What you have to do: Transcribe the data in full; each line must match exactly.
....
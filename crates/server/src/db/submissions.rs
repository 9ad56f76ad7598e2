//! `PostgreSQL` submission repository.
//!
//! Queries are checked at runtime (`query_as`) and mapped through
//! [`SubmissionRow`] so that invalid stored data surfaces as
//! `RepositoryError::DataCorruption` instead of a panic.

use async_trait::async_trait;
use chrono::{DateTime, Utc};
use sqlx::PgPool;
use url::Url;

use orbit_core::{DisplayName, SubmissionId, SubmissionStatus};

use super::{RepositoryError, SubmissionStore};
use crate::models::{NewSubmission, Submission};

const SUBMISSION_COLUMNS: &str = "id, name, image_url, status, created_at";

/// Raw `orbit.submission` row.
#[derive(Debug, sqlx::FromRow)]
struct SubmissionRow {
    id: SubmissionId,
    name: String,
    image_url: String,
    status: SubmissionStatus,
    created_at: DateTime<Utc>,
}

impl TryFrom<SubmissionRow> for Submission {
    type Error = RepositoryError;

    fn try_from(row: SubmissionRow) -> Result<Self, Self::Error> {
        let name = DisplayName::parse(&row.name).map_err(|e| {
            RepositoryError::DataCorruption(format!("invalid name in database: {e}"))
        })?;
        let image_url = Url::parse(&row.image_url).map_err(|e| {
            RepositoryError::DataCorruption(format!("invalid image url in database: {e}"))
        })?;

        Ok(Self {
            id: row.id,
            name,
            image_url,
            status: row.status,
            created_at: row.created_at,
        })
    }
}

fn into_submissions(rows: Vec<SubmissionRow>) -> Result<Vec<Submission>, RepositoryError> {
    rows.into_iter().map(Submission::try_from).collect()
}

/// Submission store backed by `PostgreSQL`.
#[derive(Clone)]
pub struct PgSubmissionStore {
    pool: PgPool,
}

impl PgSubmissionStore {
    /// Create a new submission store over a connection pool.
    #[must_use]
    pub const fn new(pool: PgPool) -> Self {
        Self { pool }
    }

    async fn list_by_status(
        &self,
        status: SubmissionStatus,
        order: &str,
    ) -> Result<Vec<Submission>, RepositoryError> {
        let rows = sqlx::query_as::<_, SubmissionRow>(&format!(
            "SELECT {SUBMISSION_COLUMNS} FROM orbit.submission WHERE status = $1 ORDER BY created_at {order}"
        ))
        .bind(status)
        .fetch_all(&self.pool)
        .await?;

        into_submissions(rows)
    }
}

#[async_trait]
impl SubmissionStore for PgSubmissionStore {
    async fn create(&self, submission: NewSubmission) -> Result<Submission, RepositoryError> {
        let row = sqlx::query_as::<_, SubmissionRow>(&format!(
            "INSERT INTO orbit.submission (name, image_url) VALUES ($1, $2) RETURNING {SUBMISSION_COLUMNS}"
        ))
        .bind(&submission.name)
        .bind(submission.image_url.as_str())
        .fetch_one(&self.pool)
        .await?;

        Submission::try_from(row)
    }

    async fn list_approved(&self) -> Result<Vec<Submission>, RepositoryError> {
        self.list_by_status(SubmissionStatus::Approved, "ASC").await
    }

    async fn list_pending(&self) -> Result<Vec<Submission>, RepositoryError> {
        self.list_by_status(SubmissionStatus::Pending, "DESC").await
    }

    async fn get(&self, id: SubmissionId) -> Result<Option<Submission>, RepositoryError> {
        let row = sqlx::query_as::<_, SubmissionRow>(&format!(
            "SELECT {SUBMISSION_COLUMNS} FROM orbit.submission WHERE id = $1"
        ))
        .bind(id)
        .fetch_optional(&self.pool)
        .await?;

        row.map(Submission::try_from).transpose()
    }

    async fn approve(&self, id: SubmissionId) -> Result<(), RepositoryError> {
        sqlx::query("UPDATE orbit.submission SET status = $2 WHERE id = $1")
            .bind(id)
            .bind(SubmissionStatus::Approved)
            .execute(&self.pool)
            .await?;

        Ok(())
    }

    async fn delete(&self, id: SubmissionId) -> Result<bool, RepositoryError> {
        let result = sqlx::query("DELETE FROM orbit.submission WHERE id = $1")
            .bind(id)
            .execute(&self.pool)
            .await?;

        Ok(result.rows_affected() > 0)
    }

    async fn ping(&self) -> Result<(), RepositoryError> {
        sqlx::query("SELECT 1").execute(&self.pool).await?;
        Ok(())
    }
}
....
Answer section:
filename crates/server/src/db/submissions.rs
repository 9ad56f76ad7598e2
//! `PostgreSQL` submission repository.
//!
//! Queries are checked at runtime (`query_as`) and mapped through
//! [`SubmissionRow`] so that invalid stored data surfaces as
//! `RepositoryError::DataCorruption` instead of a panic.

use async_trait::async_trait;
use chrono::{DateTime, Utc};
use sqlx::PgPool;
use url::Url;

use orbit_core::{DisplayName, SubmissionId, SubmissionStatus};

use super::{RepositoryError, SubmissionStore};
use crate::models::{NewSubmission, Submission};

const SUBMISSION_COLUMNS: &str = "id, name, image_url, status, created_at";

/// Raw `orbit.submission` row.
#[derive(Debug, sqlx::FromRow)]
struct SubmissionRow {
    id: SubmissionId,
    name: String,
    image_url: String,
    status: SubmissionStatus,
    created_at: DateTime<Utc>,
}

impl TryFrom<SubmissionRow> for Submission {
    type Error = RepositoryError;

    fn try_from(row: SubmissionRow) -> Result<Self, Self::Error> {
        let name = DisplayName::parse(&row.name).map_err(|e| {
            RepositoryError::DataCorruption(format!("invalid name in database: {e}"))
        })?;
        let image_url = Url::parse(&row.image_url).map_err(|e| {
            RepositoryError::DataCorruption(format!("invalid image url in database: {e}"))
        })?;

        Ok(Self {
            id: row.id,
            name,
            image_url,
            status: row.status,
            created_at: row.created_at,
        })
    }
}

fn into_submissions(rows: Vec<SubmissionRow>) -> Result<Vec<Submission>, RepositoryError> {
    rows.into_iter().map(Submission::try_from).collect()
}

/// Submission store backed by `PostgreSQL`.
#[derive(Clone)]
pub struct PgSubmissionStore {
    pool: PgPool,
}

impl PgSubmissionStore {
    /// Create a new submission store over a connection pool.
    #[must_use]
    pub const fn new(pool: PgPool) -> Self {
        Self { pool }
    }

    async fn list_by_status(
        &self,
        status: SubmissionStatus,
        order: &str,
    ) -> Result<Vec<Submission>, RepositoryError> {
        let rows = sqlx::query_as::<_, SubmissionRow>(&format!(
            "SELECT {SUBMISSION_COLUMNS} FROM orbit.submission WHERE status = $1 ORDER BY created_at {order}"
        ))
        .bind(status)
        .fetch_all(&self.pool)
        .await?;

        into_submissions(rows)
    }
}

#[async_trait]
impl SubmissionStore for PgSubmissionStore {
    async fn create(&self, submission: NewSubmission) -> Result<Submission, RepositoryError> {
        let row = sqlx::query_as::<_, SubmissionRow>(&format!(
            "INSERT INTO orbit.submission (name, image_url) VALUES ($1, $2) RETURNING {SUBMISSION_COLUMNS}"
        ))
        .bind(&submission.name)
        .bind(submission.image_url.as_str())
        .fetch_one(&self.pool)
        .await?;

        Submission::try_from(row)
    }

    async fn list_approved(&self) -> Result<Vec<Submission>, RepositoryError> {
        self.list_by_status(SubmissionStatus::Approved, "ASC").await
    }

    async fn list_pending(&self) -> Result<Vec<Submission>, RepositoryError> {
        self.list_by_status(SubmissionStatus::Pending, "DESC").await
    }

    async fn get(&self, id: SubmissionId) -> Result<Option<Submission>, RepositoryError> {
        let row = sqlx::query_as::<_, SubmissionRow>(&format!(
            "SELECT {SUBMISSION_COLUMNS} FROM orbit.submission WHERE id = $1"
        ))
        .bind(id)
        .fetch_optional(&self.pool)
        .await?;

        row.map(Submission::try_from).transpose()
    }

    async fn approve(&self, id: SubmissionId) -> Result<(), RepositoryError> {
        sqlx::query("UPDATE orbit.submission SET status = $2 WHERE id = $1")
            .bind(id)
            .bind(SubmissionStatus::Approved)
            .execute(&self.pool)
            .await?;

        Ok(())
    }

    async fn delete(&self, id: SubmissionId) -> Result<bool, RepositoryError> {
        let result = sqlx::query("DELETE FROM orbit.submission WHERE id = $1")
            .bind(id)
            .execute(&self.pool)
            .await?;

        Ok(result.rows_affected() > 0)
    }

    async fn ping(&self) -> Result<(), RepositoryError> {
        sqlx::query("SELECT 1").execute(&self.pool).await?;
        Ok(())
    }
}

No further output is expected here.